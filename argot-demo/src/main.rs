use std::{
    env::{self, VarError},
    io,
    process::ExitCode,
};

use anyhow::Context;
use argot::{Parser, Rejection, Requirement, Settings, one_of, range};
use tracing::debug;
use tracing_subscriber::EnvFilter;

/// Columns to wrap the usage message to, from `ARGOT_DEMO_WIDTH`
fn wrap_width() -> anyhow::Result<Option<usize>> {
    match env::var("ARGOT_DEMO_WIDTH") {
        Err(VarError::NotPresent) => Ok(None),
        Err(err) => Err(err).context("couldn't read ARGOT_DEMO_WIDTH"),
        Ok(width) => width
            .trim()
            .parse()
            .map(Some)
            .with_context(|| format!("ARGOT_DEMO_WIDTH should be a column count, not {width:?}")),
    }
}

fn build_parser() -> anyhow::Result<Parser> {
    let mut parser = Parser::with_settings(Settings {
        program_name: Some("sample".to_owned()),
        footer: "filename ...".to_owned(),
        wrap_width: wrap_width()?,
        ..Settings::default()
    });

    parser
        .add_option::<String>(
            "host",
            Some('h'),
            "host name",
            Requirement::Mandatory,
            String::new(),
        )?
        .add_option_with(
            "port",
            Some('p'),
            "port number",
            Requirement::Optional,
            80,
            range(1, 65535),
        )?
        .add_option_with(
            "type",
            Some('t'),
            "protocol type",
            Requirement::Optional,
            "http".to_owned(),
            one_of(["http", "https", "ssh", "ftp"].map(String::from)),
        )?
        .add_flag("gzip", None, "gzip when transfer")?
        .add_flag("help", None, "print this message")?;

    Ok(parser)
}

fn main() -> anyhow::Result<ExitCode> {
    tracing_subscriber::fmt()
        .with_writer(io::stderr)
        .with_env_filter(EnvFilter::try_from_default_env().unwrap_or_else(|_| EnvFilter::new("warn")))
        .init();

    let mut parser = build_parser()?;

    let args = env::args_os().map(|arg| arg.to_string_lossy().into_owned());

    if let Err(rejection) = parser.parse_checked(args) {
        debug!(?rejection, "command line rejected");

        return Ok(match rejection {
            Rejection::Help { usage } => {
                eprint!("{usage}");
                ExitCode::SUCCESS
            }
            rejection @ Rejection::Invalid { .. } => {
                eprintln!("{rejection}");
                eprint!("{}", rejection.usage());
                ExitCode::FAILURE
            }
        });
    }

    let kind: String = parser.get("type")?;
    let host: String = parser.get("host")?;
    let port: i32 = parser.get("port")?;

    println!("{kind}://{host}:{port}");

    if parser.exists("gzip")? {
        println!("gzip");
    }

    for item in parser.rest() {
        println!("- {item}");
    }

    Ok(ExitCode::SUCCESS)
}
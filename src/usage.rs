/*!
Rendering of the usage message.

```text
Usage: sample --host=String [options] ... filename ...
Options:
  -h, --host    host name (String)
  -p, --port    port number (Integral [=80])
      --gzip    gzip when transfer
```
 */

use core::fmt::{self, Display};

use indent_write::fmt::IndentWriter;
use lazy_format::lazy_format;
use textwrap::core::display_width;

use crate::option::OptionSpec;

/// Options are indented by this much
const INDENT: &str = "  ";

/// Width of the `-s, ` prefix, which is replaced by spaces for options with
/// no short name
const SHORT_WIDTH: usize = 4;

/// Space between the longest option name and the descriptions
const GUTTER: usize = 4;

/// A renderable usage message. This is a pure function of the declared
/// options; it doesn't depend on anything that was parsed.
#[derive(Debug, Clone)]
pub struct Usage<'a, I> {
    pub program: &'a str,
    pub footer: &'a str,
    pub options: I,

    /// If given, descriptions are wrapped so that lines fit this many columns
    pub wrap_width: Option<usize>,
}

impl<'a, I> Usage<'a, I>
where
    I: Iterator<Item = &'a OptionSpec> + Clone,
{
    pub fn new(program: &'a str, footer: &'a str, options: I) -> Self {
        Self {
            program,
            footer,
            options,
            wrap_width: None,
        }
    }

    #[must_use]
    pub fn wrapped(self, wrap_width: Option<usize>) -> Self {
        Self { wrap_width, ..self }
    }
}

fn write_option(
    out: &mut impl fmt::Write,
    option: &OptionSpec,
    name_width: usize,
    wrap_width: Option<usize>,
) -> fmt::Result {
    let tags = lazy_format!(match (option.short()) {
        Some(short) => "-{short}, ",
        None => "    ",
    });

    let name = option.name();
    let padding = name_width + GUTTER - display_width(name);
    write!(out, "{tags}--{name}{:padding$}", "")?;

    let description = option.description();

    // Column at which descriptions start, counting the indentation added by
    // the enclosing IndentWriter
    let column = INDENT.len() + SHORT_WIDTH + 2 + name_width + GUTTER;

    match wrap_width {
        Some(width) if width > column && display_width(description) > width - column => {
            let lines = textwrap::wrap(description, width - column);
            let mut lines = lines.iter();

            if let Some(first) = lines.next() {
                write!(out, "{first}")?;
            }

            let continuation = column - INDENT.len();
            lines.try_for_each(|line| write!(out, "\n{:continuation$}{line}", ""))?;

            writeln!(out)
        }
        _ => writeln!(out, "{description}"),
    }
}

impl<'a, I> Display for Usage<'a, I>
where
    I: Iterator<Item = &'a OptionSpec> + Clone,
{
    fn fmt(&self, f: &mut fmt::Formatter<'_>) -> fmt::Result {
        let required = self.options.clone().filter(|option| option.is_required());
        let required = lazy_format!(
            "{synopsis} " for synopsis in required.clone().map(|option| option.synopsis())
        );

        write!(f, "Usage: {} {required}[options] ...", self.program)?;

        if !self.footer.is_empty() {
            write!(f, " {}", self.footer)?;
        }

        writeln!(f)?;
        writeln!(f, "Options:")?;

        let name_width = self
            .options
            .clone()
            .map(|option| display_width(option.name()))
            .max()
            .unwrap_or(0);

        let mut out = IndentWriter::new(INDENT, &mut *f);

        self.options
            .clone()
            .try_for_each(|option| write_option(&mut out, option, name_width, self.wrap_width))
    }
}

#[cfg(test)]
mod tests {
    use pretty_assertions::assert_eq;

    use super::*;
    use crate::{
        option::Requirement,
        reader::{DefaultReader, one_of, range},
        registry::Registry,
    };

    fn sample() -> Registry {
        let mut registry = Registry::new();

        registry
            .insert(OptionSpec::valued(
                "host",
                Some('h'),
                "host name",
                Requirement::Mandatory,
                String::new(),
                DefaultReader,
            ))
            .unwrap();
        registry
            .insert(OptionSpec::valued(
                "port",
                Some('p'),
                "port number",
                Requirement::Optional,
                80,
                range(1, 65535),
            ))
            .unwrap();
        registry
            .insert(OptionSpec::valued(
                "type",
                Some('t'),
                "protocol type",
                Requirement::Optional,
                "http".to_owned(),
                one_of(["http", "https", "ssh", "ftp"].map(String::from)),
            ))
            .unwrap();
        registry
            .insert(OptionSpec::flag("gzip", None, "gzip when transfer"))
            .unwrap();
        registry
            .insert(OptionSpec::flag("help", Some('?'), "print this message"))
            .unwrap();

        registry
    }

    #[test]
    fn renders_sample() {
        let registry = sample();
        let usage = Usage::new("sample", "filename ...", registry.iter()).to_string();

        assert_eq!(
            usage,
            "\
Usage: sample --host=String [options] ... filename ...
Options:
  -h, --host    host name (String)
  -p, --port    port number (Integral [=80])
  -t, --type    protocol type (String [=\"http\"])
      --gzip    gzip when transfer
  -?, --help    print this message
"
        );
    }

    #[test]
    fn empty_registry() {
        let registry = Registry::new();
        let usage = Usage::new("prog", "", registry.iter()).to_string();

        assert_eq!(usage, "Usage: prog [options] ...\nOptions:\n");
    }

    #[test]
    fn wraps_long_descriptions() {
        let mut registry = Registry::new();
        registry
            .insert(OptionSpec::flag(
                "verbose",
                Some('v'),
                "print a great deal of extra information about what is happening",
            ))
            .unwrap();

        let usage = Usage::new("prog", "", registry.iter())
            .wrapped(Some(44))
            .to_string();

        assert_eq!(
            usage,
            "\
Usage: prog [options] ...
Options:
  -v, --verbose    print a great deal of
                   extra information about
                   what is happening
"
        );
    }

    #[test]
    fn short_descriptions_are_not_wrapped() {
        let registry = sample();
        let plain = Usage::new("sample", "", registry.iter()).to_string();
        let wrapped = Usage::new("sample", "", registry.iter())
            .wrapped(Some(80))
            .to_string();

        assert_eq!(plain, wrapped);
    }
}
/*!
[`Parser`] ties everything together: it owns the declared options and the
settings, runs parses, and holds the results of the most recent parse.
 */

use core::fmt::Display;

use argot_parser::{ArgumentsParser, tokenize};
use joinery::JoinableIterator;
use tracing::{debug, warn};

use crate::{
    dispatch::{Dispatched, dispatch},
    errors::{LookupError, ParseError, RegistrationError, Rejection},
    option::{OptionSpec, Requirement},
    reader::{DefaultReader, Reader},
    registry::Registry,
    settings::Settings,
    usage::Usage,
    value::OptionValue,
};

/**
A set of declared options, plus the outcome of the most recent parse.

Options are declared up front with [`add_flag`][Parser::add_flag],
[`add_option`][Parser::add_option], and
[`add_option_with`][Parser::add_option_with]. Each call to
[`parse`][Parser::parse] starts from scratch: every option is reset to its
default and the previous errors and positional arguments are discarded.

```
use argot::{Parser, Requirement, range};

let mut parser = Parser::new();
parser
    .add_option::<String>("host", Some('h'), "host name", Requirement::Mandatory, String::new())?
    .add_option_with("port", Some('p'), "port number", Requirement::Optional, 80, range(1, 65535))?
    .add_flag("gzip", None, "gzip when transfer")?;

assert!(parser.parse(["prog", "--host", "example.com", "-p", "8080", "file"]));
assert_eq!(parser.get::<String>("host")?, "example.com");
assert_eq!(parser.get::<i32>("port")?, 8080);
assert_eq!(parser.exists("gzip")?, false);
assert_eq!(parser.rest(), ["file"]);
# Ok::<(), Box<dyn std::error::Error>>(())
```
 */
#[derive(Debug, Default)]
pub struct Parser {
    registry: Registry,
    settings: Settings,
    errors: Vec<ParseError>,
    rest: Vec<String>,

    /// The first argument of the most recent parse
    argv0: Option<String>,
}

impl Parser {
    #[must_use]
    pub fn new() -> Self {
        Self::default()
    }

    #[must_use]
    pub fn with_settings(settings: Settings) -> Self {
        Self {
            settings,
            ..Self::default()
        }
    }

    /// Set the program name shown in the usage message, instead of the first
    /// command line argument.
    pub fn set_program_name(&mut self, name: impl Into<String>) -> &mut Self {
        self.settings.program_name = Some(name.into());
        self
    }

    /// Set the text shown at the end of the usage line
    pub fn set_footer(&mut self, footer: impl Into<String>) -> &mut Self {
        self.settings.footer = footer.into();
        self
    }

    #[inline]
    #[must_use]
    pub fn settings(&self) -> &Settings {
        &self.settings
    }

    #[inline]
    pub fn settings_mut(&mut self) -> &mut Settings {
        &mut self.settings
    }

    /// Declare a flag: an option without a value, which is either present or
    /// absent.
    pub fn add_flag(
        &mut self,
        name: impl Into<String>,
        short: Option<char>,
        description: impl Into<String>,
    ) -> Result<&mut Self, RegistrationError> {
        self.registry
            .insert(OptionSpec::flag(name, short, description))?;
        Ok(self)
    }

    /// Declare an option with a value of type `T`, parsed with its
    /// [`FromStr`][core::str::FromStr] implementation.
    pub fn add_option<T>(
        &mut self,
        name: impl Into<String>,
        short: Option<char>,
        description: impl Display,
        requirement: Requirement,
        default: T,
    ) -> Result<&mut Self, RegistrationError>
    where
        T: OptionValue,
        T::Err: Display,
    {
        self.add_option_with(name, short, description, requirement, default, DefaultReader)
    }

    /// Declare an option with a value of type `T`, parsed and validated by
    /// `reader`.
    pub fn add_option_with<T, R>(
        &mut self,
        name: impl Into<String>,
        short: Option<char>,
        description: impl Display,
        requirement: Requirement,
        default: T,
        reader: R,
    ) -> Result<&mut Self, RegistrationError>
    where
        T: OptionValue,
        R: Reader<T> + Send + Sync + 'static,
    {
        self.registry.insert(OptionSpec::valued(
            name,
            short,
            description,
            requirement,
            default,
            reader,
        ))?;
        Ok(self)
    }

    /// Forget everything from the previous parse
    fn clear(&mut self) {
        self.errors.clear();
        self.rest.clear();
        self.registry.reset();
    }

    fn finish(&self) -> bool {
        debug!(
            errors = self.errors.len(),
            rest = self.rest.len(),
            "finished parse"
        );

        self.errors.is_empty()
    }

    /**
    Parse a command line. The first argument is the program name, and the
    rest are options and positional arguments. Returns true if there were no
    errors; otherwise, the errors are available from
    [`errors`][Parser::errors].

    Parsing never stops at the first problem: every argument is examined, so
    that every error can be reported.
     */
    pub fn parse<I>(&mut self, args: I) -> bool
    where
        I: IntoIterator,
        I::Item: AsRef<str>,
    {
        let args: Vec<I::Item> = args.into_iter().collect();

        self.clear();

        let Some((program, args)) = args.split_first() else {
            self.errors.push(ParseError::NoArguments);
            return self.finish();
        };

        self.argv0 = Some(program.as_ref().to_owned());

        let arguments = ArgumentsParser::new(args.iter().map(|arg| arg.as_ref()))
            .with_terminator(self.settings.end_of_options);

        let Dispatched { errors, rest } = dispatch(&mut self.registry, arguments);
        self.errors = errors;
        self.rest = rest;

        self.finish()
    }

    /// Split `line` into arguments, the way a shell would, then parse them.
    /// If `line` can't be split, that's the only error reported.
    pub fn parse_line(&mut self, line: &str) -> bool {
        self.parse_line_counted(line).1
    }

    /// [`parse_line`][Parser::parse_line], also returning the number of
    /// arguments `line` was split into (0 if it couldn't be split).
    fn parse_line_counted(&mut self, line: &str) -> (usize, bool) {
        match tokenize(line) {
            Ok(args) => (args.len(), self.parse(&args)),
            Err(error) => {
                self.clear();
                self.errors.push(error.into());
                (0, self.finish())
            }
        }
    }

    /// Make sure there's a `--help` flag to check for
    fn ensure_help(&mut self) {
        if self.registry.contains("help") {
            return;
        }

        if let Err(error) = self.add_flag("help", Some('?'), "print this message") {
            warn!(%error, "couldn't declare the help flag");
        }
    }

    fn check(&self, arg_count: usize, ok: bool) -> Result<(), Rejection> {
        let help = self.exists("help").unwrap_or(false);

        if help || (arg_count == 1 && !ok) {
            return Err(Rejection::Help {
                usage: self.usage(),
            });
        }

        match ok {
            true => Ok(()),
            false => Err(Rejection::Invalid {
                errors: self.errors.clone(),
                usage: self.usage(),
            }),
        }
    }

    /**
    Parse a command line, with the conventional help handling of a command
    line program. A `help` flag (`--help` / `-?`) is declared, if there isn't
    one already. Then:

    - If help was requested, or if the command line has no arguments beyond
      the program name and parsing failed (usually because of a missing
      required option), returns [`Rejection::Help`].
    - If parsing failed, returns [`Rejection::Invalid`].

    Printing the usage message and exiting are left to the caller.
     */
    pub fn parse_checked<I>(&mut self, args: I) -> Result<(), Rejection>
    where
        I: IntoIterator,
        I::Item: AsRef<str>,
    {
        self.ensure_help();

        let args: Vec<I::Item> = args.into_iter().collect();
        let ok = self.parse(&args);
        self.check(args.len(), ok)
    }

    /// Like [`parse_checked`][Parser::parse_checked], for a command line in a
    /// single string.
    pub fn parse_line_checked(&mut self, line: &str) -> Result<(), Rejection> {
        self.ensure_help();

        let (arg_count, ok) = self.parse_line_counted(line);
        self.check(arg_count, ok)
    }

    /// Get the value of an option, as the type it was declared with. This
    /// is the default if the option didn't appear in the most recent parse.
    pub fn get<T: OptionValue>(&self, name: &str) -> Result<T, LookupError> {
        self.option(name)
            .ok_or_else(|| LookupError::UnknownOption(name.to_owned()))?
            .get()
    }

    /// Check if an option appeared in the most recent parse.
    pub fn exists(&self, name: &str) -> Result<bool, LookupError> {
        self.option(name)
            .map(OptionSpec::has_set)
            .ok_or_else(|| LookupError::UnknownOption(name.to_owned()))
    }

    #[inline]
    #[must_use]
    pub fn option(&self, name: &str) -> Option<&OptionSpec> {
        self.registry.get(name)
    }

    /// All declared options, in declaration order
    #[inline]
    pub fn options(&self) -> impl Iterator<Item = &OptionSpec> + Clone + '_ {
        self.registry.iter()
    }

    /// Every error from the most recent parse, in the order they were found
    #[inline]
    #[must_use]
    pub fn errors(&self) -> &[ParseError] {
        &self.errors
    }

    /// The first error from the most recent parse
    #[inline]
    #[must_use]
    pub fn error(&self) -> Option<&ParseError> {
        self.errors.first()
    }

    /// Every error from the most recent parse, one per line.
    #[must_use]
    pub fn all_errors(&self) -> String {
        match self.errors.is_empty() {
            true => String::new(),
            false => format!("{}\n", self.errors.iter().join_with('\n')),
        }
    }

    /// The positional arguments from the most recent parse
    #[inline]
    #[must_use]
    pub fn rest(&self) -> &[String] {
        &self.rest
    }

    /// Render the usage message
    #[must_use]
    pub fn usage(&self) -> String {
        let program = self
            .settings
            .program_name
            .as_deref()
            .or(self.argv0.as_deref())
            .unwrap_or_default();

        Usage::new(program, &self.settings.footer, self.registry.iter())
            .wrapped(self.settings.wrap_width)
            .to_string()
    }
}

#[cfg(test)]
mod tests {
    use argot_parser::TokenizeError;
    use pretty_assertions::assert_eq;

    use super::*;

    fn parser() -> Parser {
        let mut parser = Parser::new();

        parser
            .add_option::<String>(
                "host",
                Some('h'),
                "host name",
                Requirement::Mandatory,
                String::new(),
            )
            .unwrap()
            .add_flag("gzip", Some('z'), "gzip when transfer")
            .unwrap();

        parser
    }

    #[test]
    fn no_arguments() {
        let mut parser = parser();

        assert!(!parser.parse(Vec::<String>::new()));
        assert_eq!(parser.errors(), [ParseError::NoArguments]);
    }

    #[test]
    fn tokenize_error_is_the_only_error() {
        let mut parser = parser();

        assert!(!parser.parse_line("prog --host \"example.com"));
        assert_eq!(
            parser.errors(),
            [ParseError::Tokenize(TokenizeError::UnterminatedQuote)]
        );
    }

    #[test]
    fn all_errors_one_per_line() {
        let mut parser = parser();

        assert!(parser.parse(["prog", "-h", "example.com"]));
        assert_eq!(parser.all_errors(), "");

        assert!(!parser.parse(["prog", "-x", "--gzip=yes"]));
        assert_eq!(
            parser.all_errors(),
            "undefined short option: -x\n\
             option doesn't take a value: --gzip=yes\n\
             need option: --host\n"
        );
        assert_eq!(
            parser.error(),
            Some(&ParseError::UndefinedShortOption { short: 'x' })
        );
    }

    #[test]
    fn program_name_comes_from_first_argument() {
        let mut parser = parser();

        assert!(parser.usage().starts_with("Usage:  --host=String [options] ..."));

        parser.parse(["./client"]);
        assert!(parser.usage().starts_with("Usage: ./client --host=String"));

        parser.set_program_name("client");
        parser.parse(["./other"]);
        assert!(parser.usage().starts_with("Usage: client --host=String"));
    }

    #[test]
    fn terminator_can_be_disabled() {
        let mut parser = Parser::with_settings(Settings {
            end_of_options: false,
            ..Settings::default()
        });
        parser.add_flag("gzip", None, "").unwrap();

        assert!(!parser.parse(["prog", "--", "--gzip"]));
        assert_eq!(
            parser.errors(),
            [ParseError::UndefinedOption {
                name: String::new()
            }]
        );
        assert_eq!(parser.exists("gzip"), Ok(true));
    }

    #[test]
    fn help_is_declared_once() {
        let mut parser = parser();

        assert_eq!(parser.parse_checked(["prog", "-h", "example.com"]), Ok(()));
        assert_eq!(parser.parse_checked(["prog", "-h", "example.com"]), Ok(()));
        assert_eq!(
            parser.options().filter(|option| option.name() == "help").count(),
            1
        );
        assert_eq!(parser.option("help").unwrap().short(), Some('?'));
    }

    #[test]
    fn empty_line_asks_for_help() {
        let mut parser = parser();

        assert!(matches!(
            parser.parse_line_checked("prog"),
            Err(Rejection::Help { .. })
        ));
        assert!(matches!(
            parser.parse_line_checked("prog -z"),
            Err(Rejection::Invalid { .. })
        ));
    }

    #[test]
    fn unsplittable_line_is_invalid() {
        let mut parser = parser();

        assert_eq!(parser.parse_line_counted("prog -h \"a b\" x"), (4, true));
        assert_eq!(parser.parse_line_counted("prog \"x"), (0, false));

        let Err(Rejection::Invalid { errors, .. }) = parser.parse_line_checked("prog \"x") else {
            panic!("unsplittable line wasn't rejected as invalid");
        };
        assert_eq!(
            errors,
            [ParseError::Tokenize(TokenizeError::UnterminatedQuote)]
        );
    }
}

#####

List every line above that holds the word "ExitCode".

* **Exercise output**:
    process::ExitCode,
fn main() -> anyhow::Result<ExitCode> {
                ExitCode::SUCCESS
                ExitCode::FAILURE
    Ok(ExitCode::SUCCESS)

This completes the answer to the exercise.